▸ BRIEF:
Go through the data below and work out how many lines contain "characters"; the answer is the number alone.

==== AVAILABLE RECORDS ====

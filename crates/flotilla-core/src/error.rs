//! Error taxonomy for descriptor resolution.
//!
//! Four classes, all value-returned and all carrying the offending
//! identifier: [`ValidationError`] for malformed label keys/values,
//! [`ContentError`] for descriptor-plan failures, [`ConflictError`] for
//! ambiguous or duplicate configuration entries, and [`IllegalStateError`]
//! for unsupported lifecycle targets. Components return the narrowest class
//! that can occur; the resolution pipeline returns the aggregate [`Error`].

use thiserror::Error;

/// Rule violated by a label key, prefix, or value.
#[derive(Debug, Clone, Copy, PartialEq, Eq, Hash)]
pub enum LabelRule {
    Empty,
    TooLong,
    EdgeNotAlphanumeric,
    InvalidCharacter,
}

impl LabelRule {
    pub fn describe(&self) -> &'static str {
        match self {
            LabelRule::Empty => "must not be empty",
            LabelRule::TooLong => "must be 63 characters or less",
            LabelRule::EdgeNotAlphanumeric => {
                "must start and end with an alphanumeric character"
            }
            LabelRule::InvalidCharacter => {
                "may contain only alphanumeric characters, '-', '_' and '.'"
            }
        }
    }
}

/// Malformed label key or value in a metadata criteria expression.
#[derive(Debug, Clone, PartialEq, Eq, Error)]
#[error("invalid {subject} '{value}': {}", rule.describe())]
pub struct ValidationError {
    /// What was being validated ("label key", "label prefix", "label value").
    pub subject: &'static str,
    pub rule: LabelRule,
    pub value: String,
}

impl ValidationError {
    pub fn new(subject: &'static str, rule: LabelRule, value: impl Into<String>) -> Self {
        Self {
            subject,
            rule,
            value: value.into(),
        }
    }
}

/// Descriptor content that cannot be resolved into a deployment plan.
#[derive(Debug, Clone, PartialEq, Eq, Error)]
pub enum ContentError {
    #[error("unable to resolve '{dependency}' required by {container}")]
    UnresolvedReference {
        dependency: String,
        container: String,
    },

    #[error("unable to resolve property '{key}' of '{dependency}'")]
    UnresolvedProperty { dependency: String, key: String },

    #[error("cyclic reference detected: {}", chain.join(" -> "))]
    ReferenceCycle { chain: Vec<String> },

    #[error("cyclic dependencies between services: {}", resources.join(", "))]
    ServiceDependencyCycle { resources: Vec<String> },

    #[error("no configuration entries were found matching the filter of dependency '{dependency}'")]
    NoMatchingEntries { dependency: String },

    #[error("invalid version requirement '{requirement}'")]
    InvalidVersionRequirement { requirement: String },

    #[error("content of configuration entry {entry_id} is not a JSON object")]
    MalformedEntryContent { entry_id: i64 },

    #[error("unable to parse target space '{value}': expected '<org> <space>'")]
    MalformedTargetSpace { value: String },

    #[error("unsupported schema version '{version}'")]
    UnsupportedSchemaVersion { version: String },

    #[error("invalid MTA version '{value}'")]
    InvalidMtaVersion { value: String },

    #[error("deployment descriptor has no ID")]
    MissingMtaId,

    #[error("duplicate {kind} name '{name}' in deployment descriptor")]
    DuplicateName { kind: &'static str, name: String },

    #[error("malformed deployment descriptor: {0}")]
    MalformedDescriptor(String),
}

/// Ambiguity the engine refuses to resolve on the operator's behalf.
#[derive(Debug, Clone, PartialEq, Eq, Error)]
pub enum ConflictError {
    #[error(
        "multiple configuration entries ({}) match dependency '{dependency}'; refine the filter",
        format_ids(entry_ids)
    )]
    AmbiguousMatch {
        dependency: String,
        entry_ids: Vec<i64>,
    },

    #[error("configuration entry for provider ({provider_nid}, {provider_id}, {provider_version}) already exists in target '{target}'")]
    DuplicateEntry {
        provider_nid: String,
        provider_id: String,
        provider_version: String,
        target: String,
    },
}

fn format_ids(ids: &[i64]) -> String {
    let rendered: Vec<String> = ids.iter().map(i64::to_string).collect();
    rendered.join(", ")
}

/// A lifecycle target outside the supported state set.
#[derive(Debug, Clone, PartialEq, Eq, Error)]
#[error("illegal desired application state '{state}': must be STARTED or STOPPED")]
pub struct IllegalStateError {
    pub state: String,
}

/// Aggregate error for the resolution pipeline and command layer.
#[derive(Debug, Error)]
pub enum Error {
    #[error(transparent)]
    Validation(#[from] ValidationError),

    #[error(transparent)]
    Content(#[from] ContentError),

    #[error(transparent)]
    Conflict(#[from] ConflictError),

    #[error(transparent)]
    IllegalState(#[from] IllegalStateError),

    /// Transport failure talking to the configuration registry. Retry policy
    /// belongs to the collaborator, not to this engine.
    #[error("configuration registry query failed: {0}")]
    Registry(#[source] anyhow::Error),
}

pub type Result<T> = std::result::Result<T, Error>;

#[cfg(test)]
mod tests {
    use super::*;

    #[test]
    fn test_validation_error_names_rule_and_value() {
        let err = ValidationError::new("label key", LabelRule::TooLong, "x".repeat(64));
        let message = err.to_string();
        assert!(message.contains("label key"));
        assert!(message.contains("63 characters or less"));
    }

    #[test]
    fn test_reference_cycle_lists_chain() {
        let err = ContentError::ReferenceCycle {
            chain: vec!["a".into(), "b".into(), "a".into()],
        };
        assert_eq!(err.to_string(), "cyclic reference detected: a -> b -> a");
    }

    #[test]
    fn test_ambiguous_match_lists_entry_ids() {
        let err = ConflictError::AmbiguousMatch {
            dependency: "central-logger".into(),
            entry_ids: vec![4, 9],
        };
        assert!(err.to_string().contains("(4, 9)"));
        assert!(err.to_string().contains("central-logger"));
    }
}
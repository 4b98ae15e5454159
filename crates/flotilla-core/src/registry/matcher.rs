//! Selection policy on top of a configuration registry.
//!
//! The registry answers coordinate queries; the matcher turns those raw
//! candidate lists into the entries a dependency is allowed to consume:
//! it applies the version requirement, prefers active entries, prefers an
//! exactly pinned version, falls back to the global configuration space
//! for non-strict filters and enforces the declared cardinality.

use crate::criteria::{MtaMetadataCriteria, MtaMetadataCriteriaBuilder};
use crate::error::{ConflictError, ContentError, Error, ValidationError};
use crate::registry::ConfigurationRegistry;
use crate::registry::entry::{CloudTarget, ConfigurationEntry, PROVIDER_ID_DELIMITER};
use crate::registry::filter::{ConfigurationFilter, VersionRequirement};

/// How many entries a dependency tolerates.
#[derive(Debug, Clone, Copy, PartialEq, Eq)]
pub enum MatchCardinality {
    /// Exactly one entry; more than one is a conflict.
    Single,
    /// Any number of entries, returned as a set.
    Multiple,
}

pub struct ConfigurationEntryMatcher<'a> {
    registry: &'a dyn ConfigurationRegistry,
    global_config_target: Option<CloudTarget>,
}

impl<'a> ConfigurationEntryMatcher<'a> {
    pub fn new(registry: &'a dyn ConfigurationRegistry) -> Self {
        Self {
            registry,
            global_config_target: None,
        }
    }

    pub fn with_global_target(mut self, target: CloudTarget) -> Self {
        self.global_config_target = Some(target);
        self
    }

    /// Match the entries one required dependency may consume.
    ///
    /// `dependency` names the consumer in errors. An empty result is only
    /// valid for optional dependencies.
    pub fn match_entries(
        &self,
        dependency: &str,
        filter: &ConfigurationFilter,
        consumer_target: &CloudTarget,
        cardinality: MatchCardinality,
        optional: bool,
    ) -> Result<Vec<ConfigurationEntry>, Error> {
        let requirement = filter.version_requirement()?;
        if let Ok(criteria) = metadata_criteria(filter) {
            tracing::debug!(
                dependency,
                query = criteria.query(),
                "matching configuration entries"
            );
        }

        let mut candidates = self.query(filter, consumer_target, &requirement)?;
        if candidates.is_empty()
            && let Some(global) = self.fallback_target(filter)
        {
            tracing::debug!(
                dependency,
                target = %global,
                "no entries in requested space, retrying in global configuration space"
            );
            let mut fallback = filter.clone();
            fallback.target_space = Some(global);
            candidates = self.query(&fallback, consumer_target, &requirement)?;
        }

        let selected = select(candidates, &requirement);
        match cardinality {
            MatchCardinality::Multiple => Ok(selected),
            MatchCardinality::Single if selected.len() > 1 => {
                Err(ConflictError::AmbiguousMatch {
                    dependency: dependency.to_string(),
                    entry_ids: selected.iter().map(|entry| entry.id).collect(),
                }
                .into())
            }
            MatchCardinality::Single if selected.is_empty() && !optional => {
                Err(ContentError::NoMatchingEntries {
                    dependency: dependency.to_string(),
                }
                .into())
            }
            MatchCardinality::Single => Ok(selected),
        }
    }

    fn query(
        &self,
        filter: &ConfigurationFilter,
        consumer_target: &CloudTarget,
        requirement: &VersionRequirement,
    ) -> Result<Vec<ConfigurationEntry>, Error> {
        let mut entries = self
            .registry
            .find(filter, consumer_target)
            .map_err(Error::Registry)?;
        entries.retain(|entry| requirement.matches(entry.provider_version.as_ref()));
        entries.sort_by_key(|entry| entry.id);
        Ok(entries)
    }

    fn fallback_target(&self, filter: &ConfigurationFilter) -> Option<CloudTarget> {
        if filter.strict_target_space {
            return None;
        }
        let global = self.global_config_target.clone()?;
        (filter.target_space.as_ref() != Some(&global)).then_some(global)
    }
}

/// Narrow the candidate list per the declared selection policy.
fn select(
    mut candidates: Vec<ConfigurationEntry>,
    requirement: &VersionRequirement,
) -> Vec<ConfigurationEntry> {
    if candidates.len() > 1 && candidates.iter().any(|entry| entry.active) {
        candidates.retain(|entry| entry.active);
    }
    if candidates.len() > 1
        && let Some(pinned) = requirement.as_exact()
    {
        let exact: Vec<_> = candidates
            .iter()
            .filter(|entry| entry.provider_version.as_ref() == Some(pinned))
            .cloned()
            .collect();
        if !exact.is_empty() {
            return exact;
        }
    }
    candidates
}

/// Render a filter as a label-selector query over published MTA metadata.
pub fn metadata_criteria(
    filter: &ConfigurationFilter,
) -> Result<MtaMetadataCriteria, ValidationError> {
    let mut builder = MtaMetadataCriteriaBuilder::new();
    let (mta_id, provided) = match filter.provider_id.split_once(PROVIDER_ID_DELIMITER) {
        Some((mta_id, provided)) => (mta_id, Some(provided)),
        None => (filter.provider_id.as_str(), None),
    };
    builder = builder.label("mta_id")?.have_value(mta_id)?;
    if let Some(provided) = provided {
        builder = builder.label("provided_dependency")?.have_value(provided)?;
    }
    if let Some(namespace) = &filter.provider_namespace {
        builder = builder.label("mta_namespace")?.have_value(namespace)?;
    }
    Ok(builder.build())
}

#[cfg(test)]
mod tests {
    use super::*;
    use crate::registry::snapshot::RegistrySnapshot;
    use semver::Version;

    fn entry(id: i64, version: &str, org: &str, space: &str) -> ConfigurationEntry {
        ConfigurationEntry::new(
            id,
            "demo:api",
            Some(Version::parse(version).unwrap()),
            CloudTarget::new(org, space),
            r#"{"url": "https://api.test"}"#,
        )
    }

    fn filter_for(org: &str, space: &str) -> ConfigurationFilter {
        ConfigurationFilter::for_provider("demo:api", CloudTarget::new(org, space))
    }

    #[test]
    fn test_single_match() {
        let snapshot = RegistrySnapshot::from_entries([entry(1, "1.0.0", "org", "dev")]).unwrap();
        let matcher = ConfigurationEntryMatcher::new(&snapshot);
        let matched = matcher
            .match_entries(
                "api",
                &filter_for("org", "dev"),
                &CloudTarget::new("org", "dev"),
                MatchCardinality::Single,
                false,
            )
            .unwrap();
        assert_eq!(matched.len(), 1);
        assert_eq!(matched[0].id, 1);
    }

    #[test]
    fn test_ambiguous_match_conflicts() {
        let snapshot = RegistrySnapshot::from_entries([
            entry(1, "1.0.0", "org", "dev"),
            entry(2, "1.1.0", "org", "dev"),
        ])
        .unwrap();
        let matcher = ConfigurationEntryMatcher::new(&snapshot);
        let err = matcher
            .match_entries(
                "api",
                &filter_for("org", "dev"),
                &CloudTarget::new("org", "dev"),
                MatchCardinality::Single,
                false,
            )
            .unwrap_err();
        assert!(matches!(
            err,
            Error::Conflict(ConflictError::AmbiguousMatch { ref entry_ids, .. })
                if *entry_ids == vec![1, 2]
        ));
    }

    #[test]
    fn test_multiple_cardinality_returns_all() {
        let snapshot = RegistrySnapshot::from_entries([
            entry(2, "1.1.0", "org", "dev"),
            entry(1, "1.0.0", "org", "dev"),
        ])
        .unwrap();
        let matcher = ConfigurationEntryMatcher::new(&snapshot);
        let matched = matcher
            .match_entries(
                "api",
                &filter_for("org", "dev"),
                &CloudTarget::new("org", "dev"),
                MatchCardinality::Multiple,
                false,
            )
            .unwrap();
        let ids: Vec<_> = matched.iter().map(|entry| entry.id).collect();
        assert_eq!(ids, vec![1, 2]);
    }

    #[test]
    fn test_active_entries_preferred() {
        let mut inactive = entry(1, "1.0.0", "org", "dev");
        inactive.active = false;
        let snapshot =
            RegistrySnapshot::from_entries([inactive, entry(2, "1.1.0", "org", "dev")]).unwrap();
        let matcher = ConfigurationEntryMatcher::new(&snapshot);
        let matched = matcher
            .match_entries(
                "api",
                &filter_for("org", "dev"),
                &CloudTarget::new("org", "dev"),
                MatchCardinality::Single,
                false,
            )
            .unwrap();
        assert_eq!(matched[0].id, 2);
    }

    #[test]
    fn test_exact_version_requirement_narrows() {
        let snapshot = RegistrySnapshot::from_entries([
            entry(1, "1.0.0", "org", "dev"),
            entry(2, "1.1.0", "org", "dev"),
        ])
        .unwrap();
        let matcher = ConfigurationEntryMatcher::new(&snapshot);
        let mut filter = filter_for("org", "dev");
        filter.version = Some("1.1.0".into());
        let matched = matcher
            .match_entries(
                "api",
                &filter,
                &CloudTarget::new("org", "dev"),
                MatchCardinality::Single,
                false,
            )
            .unwrap();
        assert_eq!(matched[0].id, 2);
    }

    #[test]
    fn test_missing_match_is_content_error_unless_optional() {
        let snapshot = RegistrySnapshot::new();
        let matcher = ConfigurationEntryMatcher::new(&snapshot);
        let err = matcher
            .match_entries(
                "api",
                &filter_for("org", "dev"),
                &CloudTarget::new("org", "dev"),
                MatchCardinality::Single,
                false,
            )
            .unwrap_err();
        assert!(matches!(
            err,
            Error::Content(ContentError::NoMatchingEntries { .. })
        ));

        let matched = matcher
            .match_entries(
                "api",
                &filter_for("org", "dev"),
                &CloudTarget::new("org", "dev"),
                MatchCardinality::Single,
                true,
            )
            .unwrap();
        assert!(matched.is_empty());
    }

    #[test]
    fn test_global_space_fallback() {
        let global = CloudTarget::new("system", "config");
        let mut shared = entry(1, "1.0.0", "system", "config");
        shared.visibility = vec![CloudTarget::new("*", "*")];
        let snapshot = RegistrySnapshot::from_entries([shared]).unwrap();
        let matcher = ConfigurationEntryMatcher::new(&snapshot).with_global_target(global.clone());

        let matched = matcher
            .match_entries(
                "api",
                &filter_for("org", "dev"),
                &CloudTarget::new("org", "dev"),
                MatchCardinality::Single,
                false,
            )
            .unwrap();
        assert_eq!(matched[0].id, 1);

        // Strict filters never leave their declared target.
        let mut strict = filter_for("org", "dev");
        strict.strict_target_space = true;
        let err = matcher
            .match_entries(
                "api",
                &strict,
                &CloudTarget::new("org", "dev"),
                MatchCardinality::Single,
                false,
            )
            .unwrap_err();
        assert!(matches!(
            err,
            Error::Content(ContentError::NoMatchingEntries { .. })
        ));
    }

    #[test]
    fn test_metadata_criteria_from_filter() {
        let mut filter = filter_for("org", "dev");
        filter.provider_namespace = Some("default".into());
        let criteria = metadata_criteria(&filter).unwrap();
        assert_eq!(
            criteria.query(),
            "mta_id=demo,provided_dependency=api,mta_namespace=default"
        );
    }
}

====

▸ RESPONSE TO THIS TASK:
3